TO ENABLE us to take a dispassionate view of the general tendency of society, it is necessary that we should have a correct knowledge of the influence of fashion, and make a just estimate of its force in forming our opinions upon all subjects. In common and passing topics this force need hardly be considered. In matters of great and permanent concern, it requires to be observed and estimated almost more than any other. The moon has one motion round the earth; which is sufficient to be considered, in calculating the changes during one single revolution of it. But it has another motion round the sun, under the influence of the earth, and as its satellite; and this requires to be considered, in estimating its power and place at different seasons. Neither ourselves nor the earth have any perceptible motion round its axis, or round the sun; and no use could arise from considering any such motion, in reckoning our day's march, or the projection of a cannon ball. But if the question were to be, whether we should fall within the

lash of the tail of a comet, or should have light for three hours more, or summer three months hence, this consideration would be the chief and most important topic; and any one who calculated by clocks only, or the last week's experience, would be deceived greatly. So it is in topics of high interest and importance in the affairs of life.

Nothing can be a higher treason against taste than to call a lady's new bonnet whimsical; though two months ago she would not have endured to look at such a thing, and in two months more she will call it hideous. Nothing can be a greater offence against the enlightenment of the age, and the majesty and wisdom of society, than to question the capability to arrive at all truth by pursuing the train of thought, and the course of study and investigation, in which the world is at present busy, and occupied expectingly.

It is in the nature of things, that the public mind should not be able to perceive its own errors and deficiencies. Individual minds may sometimes distrust their own views and opinions, by collision and comparison with other opinions and minds, exercising an antagonist influence.
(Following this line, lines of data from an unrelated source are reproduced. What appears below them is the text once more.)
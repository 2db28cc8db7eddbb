//! `range` and `slice` objects.

use crate::{
    exception_private::{ExcType, RunResult},
    value::Value,
};

/// An immutable arithmetic progression.
#[derive(Debug, Clone, Copy, PartialEq, Eq)]
pub(crate) struct Range {
    pub start: i64,
    pub stop: i64,
    pub step: i64,
}

impl Range {
    /// # Errors
    /// `ValueError` when `step` is zero.
    pub fn new(start: i64, stop: i64, step: i64) -> RunResult<Self> {
        if step == 0 {
            return Err(ExcType::value_error("range() arg 3 must not be zero"));
        }
        Ok(Self { start, stop, step })
    }

    #[must_use]
    pub fn len(&self) -> usize {
        let (start, stop, step) = (i128::from(self.start), i128::from(self.stop), i128::from(self.step));
        let len = if step > 0 && start < stop {
            (stop - start + step - 1) / step
        } else if step < 0 && start > stop {
            (start - stop - step - 1) / -step
        } else {
            0
        };
        usize::try_from(len).unwrap_or(usize::MAX)
    }

    #[must_use]
    pub fn is_empty(&self) -> bool {
        self.len() == 0
    }

    /// The element at `index`, which must be in bounds.
    #[must_use]
    pub fn get(&self, index: usize) -> i64 {
        let index = i64::try_from(index).unwrap_or(i64::MAX);
        self.start + index * self.step
    }

    #[must_use]
    pub fn contains(&self, value: i64) -> bool {
        let in_bounds = if self.step > 0 {
            self.start <= value && value < self.stop
        } else {
            self.stop < value && value <= self.start
        };
        in_bounds && (value - self.start) % self.step == 0
    }

    /// Elements selected by slice indices, as a new range.
    #[must_use]
    pub fn slice(&self, start: i64, stop: i64, step: i64) -> Self {
        Self {
            start: self.start + start * self.step,
            stop: self.start + stop * self.step,
            step: self.step * step,
        }
    }
}

/// `slice(start, stop, step)`; each part is `None` or an integer-like value.
#[derive(Debug, Clone, Copy, PartialEq)]
pub(crate) struct Slice {
    pub start: Value,
    pub stop: Value,
    pub step: Value,
}

/// Resolves optional slice bounds against a sequence of `len` items.
///
/// Returns `(start, stop, step)` clamped the way CPython's `slice.indices` does, so iterating
/// `start`, `start + step`, ... while before `stop` visits exactly the selected items.
pub(crate) fn slice_indices(
    start: Option<i64>,
    stop: Option<i64>,
    step: Option<i64>,
    len: usize,
) -> RunResult<(i64, i64, i64)> {
    let len = i64::try_from(len).unwrap_or(i64::MAX);
    let step = step.unwrap_or(1);
    if step == 0 {
        return Err(ExcType::value_error("slice step cannot be zero"));
    }
    let (lower, upper) = if step > 0 { (0, len) } else { (-1, len - 1) };
    let clamp = |bound: i64| {
        if bound < 0 {
            (bound + len).max(lower)
        } else {
            bound.min(upper)
        }
    };
    let start = start.map_or(if step > 0 { lower } else { upper }, clamp);
    let stop = stop.map_or(if step > 0 { upper } else { lower }, clamp);
    Ok((start, stop, step))
}

/// Positions selected by resolved slice indices.
pub(crate) fn slice_positions(start: i64, stop: i64, step: i64) -> impl Iterator<Item = usize> {
    let mut current = start;
    std::iter::from_fn(move || {
        let more = if step > 0 { current < stop } else { current > stop };
        if !more {
            return None;
        }
        let position = usize::try_from(current).ok();
        current += step;
        position
    })
}

/// Number of positions a resolved slice selects.
#[must_use]
pub(crate) fn slice_len(start: i64, stop: i64, step: i64) -> usize {
    Range { start, stop, step }.len()
}

#[cfg(test)]
mod tests {
    use super::*;

    #[test]
    fn range_lengths() {
        assert_eq!(Range::new(0, 10, 1).unwrap().len(), 10);
        assert_eq!(Range::new(0, 10, 3).unwrap().len(), 4);
        assert_eq!(Range::new(10, 0, -3).unwrap().len(), 4);
        assert_eq!(Range::new(5, 5, 1).unwrap().len(), 0);
        assert!(Range::new(0, 1, 0).is_err());
    }

    #[test]
    fn range_membership() {
        let range = Range::new(1, 10, 3).unwrap();
        assert!(range.contains(7));
        assert!(!range.contains(8));
        assert!(!range.contains(10));
        let down = Range::new(10, 0, -2).unwrap();
        assert!(down.contains(2));
        assert!(!down.contains(0));
    }

    fn select(start: Option<i64>, stop: Option<i64>, step: Option<i64>, len: usize) -> Vec<usize> {
        let (start, stop, step) = slice_indices(start, stop, step, len).unwrap();
        slice_positions(start, stop, step).collect()
    }

    #[test]
    fn slices_clamp_like_cpython() {
        assert_eq!(select(Some(1), Some(3), None, 5), vec![1, 2]);
        assert_eq!(select(None, None, Some(-1), 4), vec![3, 2, 1, 0]);
        assert_eq!(select(Some(-2), None, None, 5), vec![3, 4]);
        assert_eq!(select(Some(-100), Some(100), Some(2), 5), vec![0, 2, 4]);
        assert_eq!(select(None, Some(-6), Some(-1), 5), vec![4, 3, 2, 1, 0]);
        assert!(slice_indices(None, None, Some(0), 3).is_err());
    }
}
But the general mind, being one and alone, and having and desiring no subjects of comparison, is led onward, and leads on those who follow and are governed by it, irresistibly, in a blind, and as if infallible course.
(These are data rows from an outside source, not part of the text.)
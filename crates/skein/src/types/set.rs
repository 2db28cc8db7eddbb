//! Insertion-ordered storage for `set` and `frozenset`.

use ahash::RandomState;
use indexmap::IndexMap;

use super::HashKey;
use crate::{
    args::ArgValues,
    bytecode::VM,
    exception_private::{ExcType, RunError, RunResult},
    heap::{HeapData, HeapId},
    io::PrintWriter,
    resource::ResourceTracker,
    tracer::VmTracer,
    value::Value,
};

pub(crate) const SET_METHODS: &[&str] = &[
    "add",
    "remove",
    "discard",
    "pop",
    "union",
    "intersection",
    "difference",
    "symmetric_difference",
    "update",
    "clear",
    "copy",
    "issubset",
    "issuperset",
    "isdisjoint",
];

pub(crate) const FROZENSET_METHODS: &[&str] = &[
    "union",
    "intersection",
    "difference",
    "symmetric_difference",
    "copy",
    "issubset",
    "issuperset",
    "isdisjoint",
];

#[derive(Debug, Clone, Default)]
pub(crate) struct Set {
    items: IndexMap<HashKey, Value, RandomState>,
}

impl Set {
    #[must_use]
    pub fn new() -> Self {
        Self::default()
    }

    #[must_use]
    pub fn len(&self) -> usize {
        self.items.len()
    }

    #[must_use]
    pub fn is_empty(&self) -> bool {
        self.items.is_empty()
    }

    #[must_use]
    pub fn contains(&self, key: &HashKey) -> bool {
        self.items.contains_key(key)
    }

    /// Adds `value` unless an equal element is present; returns whether it was added.
    pub fn insert(&mut self, key: HashKey, value: Value) -> bool {
        if self.items.contains_key(&key) {
            return false;
        }
        self.items.insert(key, value);
        true
    }

    pub fn remove(&mut self, key: &HashKey) -> Option<Value> {
        self.items.shift_remove(key)
    }

    /// Removes the oldest element.
    pub fn pop_first(&mut self) -> Option<Value> {
        self.items.shift_remove_index(0).map(|(_, value)| value)
    }

    pub fn clear(&mut self) {
        self.items.clear();
    }

    #[must_use]
    pub fn get_index(&self, index: usize) -> Option<Value> {
        self.items.get_index(index).map(|(_, value)| *value)
    }

    pub fn iter(&self) -> impl Iterator<Item = &Value> {
        self.items.values()
    }

    pub fn entries(&self) -> impl Iterator<Item = (&HashKey, &Value)> {
        self.items.iter()
    }

    /// Hash keys in a canonical order, used to hash and compare frozensets.
    #[must_use]
    pub fn sorted_keys(&self) -> Vec<HashKey> {
        let mut keys: Vec<HashKey> = self.items.keys().cloned().collect();
        keys.sort();
        keys
    }

    #[must_use]
    pub fn is_subset(&self, other: &Self) -> bool {
        self.items.keys().all(|key| other.contains(key))
    }

    #[must_use]
    pub fn union(&self, other: &Self) -> Self {
        let mut result = self.clone();
        for (key, value) in other.entries() {
            result.insert(key.clone(), *value);
        }
        result
    }

    #[must_use]
    pub fn intersection(&self, other: &Self) -> Self {
        let items = self
            .items
            .iter()
            .filter(|(key, _)| other.contains(key))
            .map(|(key, value)| (key.clone(), *value))
            .collect();
        Self { items }
    }

    #[must_use]
    pub fn difference(&self, other: &Self) -> Self {
        let items = self
            .items
            .iter()
            .filter(|(key, _)| !other.contains(key))
            .map(|(key, value)| (key.clone(), *value))
            .collect();
        Self { items }
    }

    #[must_use]
    pub fn symmetric_difference(&self, other: &Self) -> Self {
        let mut result = self.difference(other);
        for (key, value) in other.entries() {
            if !self.contains(key) {
                result.insert(key.clone(), *value);
            }
        }
        result
    }
}

/// Snapshot of set `id`, and whether it is frozen.
fn snapshot(vm: &VM<'_, impl ResourceTracker, impl PrintWriter, impl VmTracer>, id: HeapId) -> RunResult<(Set, bool)> {
    match vm.heap.get(id) {
        HeapData::Set(set) => Ok((set.clone(), false)),
        HeapData::FrozenSet(set) => Ok((set.clone(), true)),
        _ => Err(RunError::internal("set method called on a non-set")),
    }
}

fn with_set<R>(
    vm: &mut VM<'_, impl ResourceTracker, impl PrintWriter, impl VmTracer>,
    id: HeapId,
    f: impl FnOnce(&mut Set) -> R,
) -> RunResult<R> {
    match vm.heap.get_mut(id) {
        HeapData::Set(set) => Ok(f(set)),
        _ => Err(RunError::internal("set mutation on a non-set")),
    }
}

/// Builds a `Set` from any iterable, reusing the storage of sets.
fn to_set(vm: &mut VM<'_, impl ResourceTracker, impl PrintWriter, impl VmTracer>, iterable: Value) -> RunResult<Set> {
    if let Value::Ref(id) = iterable {
        if let HeapData::Set(set) | HeapData::FrozenSet(set) = vm.heap.get(id) {
            return Ok(set.clone());
        }
    }
    let mut set = Set::new();
    for item in vm.collect_iter(iterable)? {
        let key = vm.key_of(item)?;
        set.insert(key, item);
    }
    Ok(set)
}

/// Calls the `set` or `frozenset` method `name` on `id`.
pub(crate) fn call_method(
    vm: &mut VM<'_, impl ResourceTracker, impl PrintWriter, impl VmTracer>,
    id: HeapId,
    name: &str,
    args: ArgValues,
) -> RunResult<Value> {
    let (current, frozen) = snapshot(vm, id)?;
    let type_name = if frozen { "frozenset" } else { "set" };
    let qualified = format!("{type_name}.{name}");
    let method = qualified.as_str();
    match name {
        "add" => {
            let item = args.get_one_arg(method, &vm.interns)?;
            vm.set_add(Value::Ref(id), item)?;
            Ok(Value::None)
        }
        "remove" | "discard" => {
            let item = args.get_one_arg(method, &vm.interns)?;
            let key = vm.key_of(item)?;
            let removed = with_set(vm, id, |set| set.remove(&key))?;
            if removed.is_none() && name == "remove" {
                return Err(vm.key_error(item));
            }
            Ok(Value::None)
        }
        "pop" => {
            args.check_zero_args(method, &vm.interns)?;
            with_set(vm, id, Set::pop_first)?.ok_or_else(|| ExcType::KeyError.error("pop from an empty set"))
        }
        "union" | "intersection" | "difference" | "symmetric_difference" => {
            args.check_no_kwargs(method, &vm.interns)?;
            let mut result = current;
            for other in args.positional {
                let other = to_set(vm, other)?;
                result = match name {
                    "union" => result.union(&other),
                    "intersection" => result.intersection(&other),
                    "difference" => result.difference(&other),
                    _ => result.symmetric_difference(&other),
                };
            }
            let data = if frozen { HeapData::FrozenSet(result) } else { HeapData::Set(result) };
            Ok(Value::Ref(vm.alloc(data)?))
        }
        "update" => {
            args.check_no_kwargs(method, &vm.interns)?;
            for other in args.positional {
                for item in vm.collect_iter(other)? {
                    vm.set_add(Value::Ref(id), item)?;
                }
            }
            Ok(Value::None)
        }
        "clear" => {
            args.check_zero_args(method, &vm.interns)?;
            with_set(vm, id, Set::clear)?;
            Ok(Value::None)
        }
        "copy" => {
            args.check_zero_args(method, &vm.interns)?;
            if frozen {
                return Ok(Value::Ref(id));
            }
            Ok(Value::Ref(vm.alloc(HeapData::Set(current))?))
        }
        "issubset" | "issuperset" | "isdisjoint" => {
            let other = args.get_one_arg(method, &vm.interns)?;
            let other = to_set(vm, other)?;
            Ok(Value::Bool(match name {
                "issubset" => current.is_subset(&other),
                "issuperset" => other.is_subset(&current),
                _ => current.intersection(&other).is_empty(),
            }))
        }
        _ => Err(ExcType::attribute_error(type_name, name)),
    }
}

#[cfg(test)]
mod tests {
    use super::*;

    fn set_of(values: &[i64]) -> Set {
        let mut set = Set::new();
        for value in values {
            set.insert(HashKey::Int(*value), Value::Int(*value));
        }
        set
    }

    #[test]
    fn duplicates_are_ignored() {
        let mut set = set_of(&[1, 2]);
        assert!(!set.insert(HashKey::Int(1), Value::Bool(true)));
        assert_eq!(set.len(), 2);
        assert_eq!(set.get_index(0), Some(Value::Int(1)));
    }

    #[test]
    fn algebra() {
        let a = set_of(&[1, 2, 3]);
        let b = set_of(&[2, 3, 4]);
        assert_eq!(a.union(&b).len(), 4);
        assert_eq!(a.intersection(&b).iter().copied().collect::<Vec<_>>(), vec![Value::Int(2), Value::Int(3)]);
        assert_eq!(a.difference(&b).iter().copied().collect::<Vec<_>>(), vec![Value::Int(1)]);
        assert_eq!(a.symmetric_difference(&b).len(), 2);
        assert!(set_of(&[2]).is_subset(&a));
        assert!(!b.is_subset(&a));
    }
}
The mind which gives itself up to be ruled by fashion and the force of example, being completely enveloped by the medium in which it is suspended, is like one in a balloon, unconscious of the motion of the vehicle

which bears him onward. The only possible means by which he can ascertain his direction and progress is by keeping his eye fixed on some known objects, the facility of which is diminished in proportion as they become distant. But if the shades of night should overtake the aëronaut, or even if a mist or gloom should shut out distant objects from distinct vision, the voyager must pursue his course in perfect ignorance; the winds and currents may sweep along, but he cannot perceive them; storms may rush over the earth, spreading ruin and producing changes and devastation, but he must be unconscious of them; he feels no storm or current rushing beside him; he cannot tell, having no relative motion with the medium he is dependent in, whether his course is backward or onward, or what is the rate of it, or even whether he and all nature be not still and stationary; for all around him at least is calm, and constant, and peaceful, and contenting.*

But even should he be able to guess rightly the direction of his motion, how can he estimate the rapidity and extent of it.† "Add to this the uncertainty that from henceforth began to pervade the whole of our course, an uncertainty that every moment increased as we proceeded deeper into the shades of night, and

*“The absence of all currents of air is one of the peculiar characteristics of aërial navigation.”—Monck Mason's Description of the Nocturnal Voyage of the Nassau Balloon, (at the average rate of about thirty miles an hour,) p. 32. Thirty miles an hour is the rate at which the wind travels in a moderate storm.

+ "To this step, the uncertainty in which we necessarily were, with respect to the exact position we occupied, owing to our ignorance of the distance we had come, especially determined us.”—Ibid. p. 38.